The Magical Imperfect

Baron, Chris. The Magical Imperfect
June 15th 2021 by Feiwel & Friends
E ARC provided by Netgalley

Etan lives north of San Francisco in 1989. His father and grandfather have a jewelry store, and his mother is currently in the hospital as the result of some mental health issues. To cope with this, Etan is not able to speak most of the time. This causes his friends with whom he plays baseball to distance themselves from him, and his family's social circle, with whom they frequently celebrate Shabbat, has dwindled. Upstairs neighbor Mrs. Hershkovitz (whose dog Etan walks) sometimes comes, but it is a lonely time for the family. The grandfather survived World War II by leaving Prague and making his way to Angel Island in 1940 via Greece, and the community has many members from all over the world, including the Philippines. Etan also runs errands for a local shopkeeper, and when he is out delivering something to the Agbayani family, he connects with their daughter. Malia has severe eczema, which is irritated by the sun, and is homeschooler because of this medical issue and also because other children frequently call her "the creature". Malia is a great singer, and when a talent show is scheduled to be held at the local community center, Etan encourages her to participate. His grandfather has recently shown him some family heirlooms, including earth from the Dead Sea collector by the grandfather's grandfather, which is thought to have strong healing properties. Because of the mother's illness, the father is having trouble going back to the synagogue, and has been intent on watching the World Series instead of participating in family religious ceremonies, which angers the grandfather. Even though the talent show is on the same day as a big game his father wants him to attend, Etan uses some of the mud to try to help Malia, and the two sneak out to the talent show. Of course, the timing is bad, because there is a massive earthquake. Will Malia and Etan be able to work through their various problems with the help of family and each other?
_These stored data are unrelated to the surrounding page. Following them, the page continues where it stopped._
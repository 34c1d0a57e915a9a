use crate::resource_state::ResourceState;

use super::handles::GfxResourceHandle;

/// 状态追踪对资源持有者的全部要求
///
/// 追踪器只通过这个 trait 读写 ground truth，不需要知道资源是怎么分配的。
/// 传入的句柄不存在时实现应当直接 panic（`contains` 除外）。
pub trait ResourceStateStore {
    /// 句柄是否仍然有效
    fn contains(&self, handle: GfxResourceHandle) -> bool;

    fn subresource_count(&self, handle: GfxResourceHandle) -> u32;

    /// buffer 或 simultaneous access 的资源：可以在更多状态间隐式提升，执行完之后衰减为 COMMON
    fn is_buffer_or_simultaneous_access(&self, handle: GfxResourceHandle) -> bool;

    /// 已提交的状态，长度等于 subresource 数量
    fn committed_states(&self, handle: GfxResourceHandle) -> &[ResourceState];

    /// 只在提交时使用
    fn committed_states_mut(&mut self, handle: GfxResourceHandle) -> &mut [ResourceState];
}
use chrono::Weekday;
use serde::Deserialize;
use std::env;
use std::fs;
use std::io;
use std::path::{Path, PathBuf};

use crate::error::{Error, ErrorKind, Result};
use crate::locale::{months, MonthNames};
use crate::resolver::RelativeDateResolver;

const CONFIG_PATH_ENV_VAR: &str = "DAYPICK_CONFIG_FILE";

pub(crate) fn find_configfile_locations() -> io::Result<Vec<PathBuf>> {
    let home = dirs::home_dir()
        .ok_or_else(|| io::Error::new(io::ErrorKind::Other, "Unable to find home directory"))?;

    let home_config = home.join(".daypick.toml");

    let config_xdg = if let Ok(dir) = env::var("XDG_CONFIG_HOME") {
        PathBuf::from(dir).join("daypick").join("config.toml")
    } else {
        dirs::config_dir()
            .unwrap_or_else(|| home.join(".config"))
            .join("daypick")
            .join("config.toml")
    };

    let mut locations = vec![config_xdg, home_config];

    if let Ok(path) = env::var(CONFIG_PATH_ENV_VAR) {
        locations.insert(0, PathBuf::from(path));
    }

    Ok(locations)
}

#[derive(Debug, Default, Deserialize)]
#[serde(default)]
struct LocaleSection {
    short_names: Option<Vec<String>>,
    long_names: Option<Vec<String>>,
}

#[derive(Debug, Default, Deserialize)]
#[serde(default)]
struct ConfigFile {
    max_advances: Option<u32>,
    week_start: Option<String>,
    locale: LocaleSection,
}

#[derive(Debug, Clone)]
pub struct Config {
    pub max_advances: u32,
    pub week_start: Weekday,
    pub month_names: MonthNames,
}

impl Default for Config {
    fn default() -> Config {
        Config {
            max_advances: RelativeDateResolver::DEFAULT_MAX_ADVANCES,
            week_start: Weekday::Sun,
            month_names: MonthNames::default(),
        }
    }
}

impl Config {
    pub fn from_toml_str(content: &str) -> Result<Config> {
        let file: ConfigFile = toml::from_str(content)?;
        let default = Config::default();

        let week_start = match file.week_start {
            Some(day) => day.parse::<Weekday>().map_err(|_| {
                Error::new(
                    ErrorKind::ConfigParse,
                    &format!("'{}' is not a day of the week", day),
                )
            })?,
            None => default.week_start,
        };

        let month_names = match (file.locale.short_names, file.locale.long_names) {
            (None, None) => default.month_names,
            (short, long) => MonthNames::new(
                short.unwrap_or_else(|| {
                    months()
                        .map(|m| default.month_names.short(m).to_owned())
                        .collect()
                }),
                long.unwrap_or_else(|| {
                    months()
                        .map(|m| default.month_names.long(m).to_owned())
                        .collect()
                }),
            )?,
        };

        Ok(Config {
            max_advances: file.max_advances.unwrap_or(default.max_advances),
            week_start,
            month_names,
        })
    }

    pub fn from_file(path: &Path) -> Result<Config> {
        let content = fs::read_to_string(path).map_err(|err| {
            Error::from(err).with_msg(&format!("cannot read '{}'", path.display()))
        })?;
        Config::from_toml_str(&content)
    }
}

/// Loads `path` if given, otherwise the first config file found in the usual
/// places. Without any file the defaults apply.
pub fn load_suitable_config(path: Option<&Path>) -> Result<Config> {
    if let Some(path) = path {
        return Config::from_file(path);
    }

    for location in find_configfile_locations()? {
        if location.is_file() {
            log::debug!("Loading config from {}", location.display());
            return Config::from_file(&location);
        }
    }

    log::debug!("No config file found, using defaults");
    Ok(Config::default())
}

#[cfg(test)]
mod tests {
    use super::*;
    use chrono::Month;

    #[test]
    fn empty_file_is_default() {
        let config = Config::from_toml_str("").unwrap();
        assert_eq!(config.max_advances, 24);
        assert_eq!(config.week_start, Weekday::Sun);
        assert_eq!(config.month_names, MonthNames::default());
    }

    #[test]
    fn full_file() {
        let config = Config::from_toml_str(
            r#"
            max_advances = 60
            week_start = "Monday"

            [locale]
            short_names = ["Jän", "Feb", "Mär", "Apr", "Mai", "Jun", "Jul", "Aug", "Sep", "Okt", "Nov", "Dez"]
            "#,
        )
        .unwrap();

        assert_eq!(config.max_advances, 60);
        assert_eq!(config.week_start, Weekday::Mon);
        assert_eq!(config.month_names.short(Month::March), "Mär");
        assert_eq!(config.month_names.long(Month::March), "March");
        assert_eq!(config.month_names.lookup("dez"), Some(Month::December));
    }

    #[test]
    fn rejects_bad_values() {
        let err = Config::from_toml_str("week_start = \"Someday\"").unwrap_err();
        assert!(matches!(err.kind, ErrorKind::ConfigParse));

        let err = Config::from_toml_str("[locale]\nlong_names = [\"Jan\"]").unwrap_err();
        assert!(matches!(err.kind, ErrorKind::ConfigParse));

        let err = Config::from_toml_str("max_advances = -1").unwrap_err();
        assert!(matches!(err.kind, ErrorKind::ConfigParse));
    }

    #[test]
    fn explicit_path_is_loaded() {
        let path = env::temp_dir().join(format!("daypick-config-{}.toml", std::process::id()));
        fs::write(&path, "max_advances = 3\n").unwrap();

        let config = load_suitable_config(Some(&path)).unwrap();
        fs::remove_file(&path).unwrap();

        assert_eq!(config.max_advances, 3);
    }

    #[test]
    fn missing_explicit_path_fails() {
        let err = load_suitable_config(Some(Path::new("/nonexistent/daypick.toml"))).unwrap_err();
        assert!(matches!(err.kind, ErrorKind::IOError(_)));
    }
}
Strengths: While the community of Ship's Haven is fictional, I liked the small shops and feeling of community. The grandfather's story was interesting, and the inclusion of Jewish culture and Filipino food was both fun and informative. The short verse chapters are labeled with dates, so the story progresses quickly toward October 17, 1989 with a feeling of urgency. There's just enough baseball included, and it draws in several different threads of the plot in an interesting way. Malia's condition is one I have not seen portrayed much in middle grade fiction. Despite these several serious issues, the novel is hopeful in tone.
Weaknesses: There are a lot of topics covered, and the novel in verse format meant that I still had a lot of questions at the end of the book. In particular, I would have liked to know more about what was being done to help Etan process his mother's illness and deal with his selective mutism. 
What I really think: This is a good choice for readers who are interested in 1980s history, children facing challenges, magical realism, or novels in verse.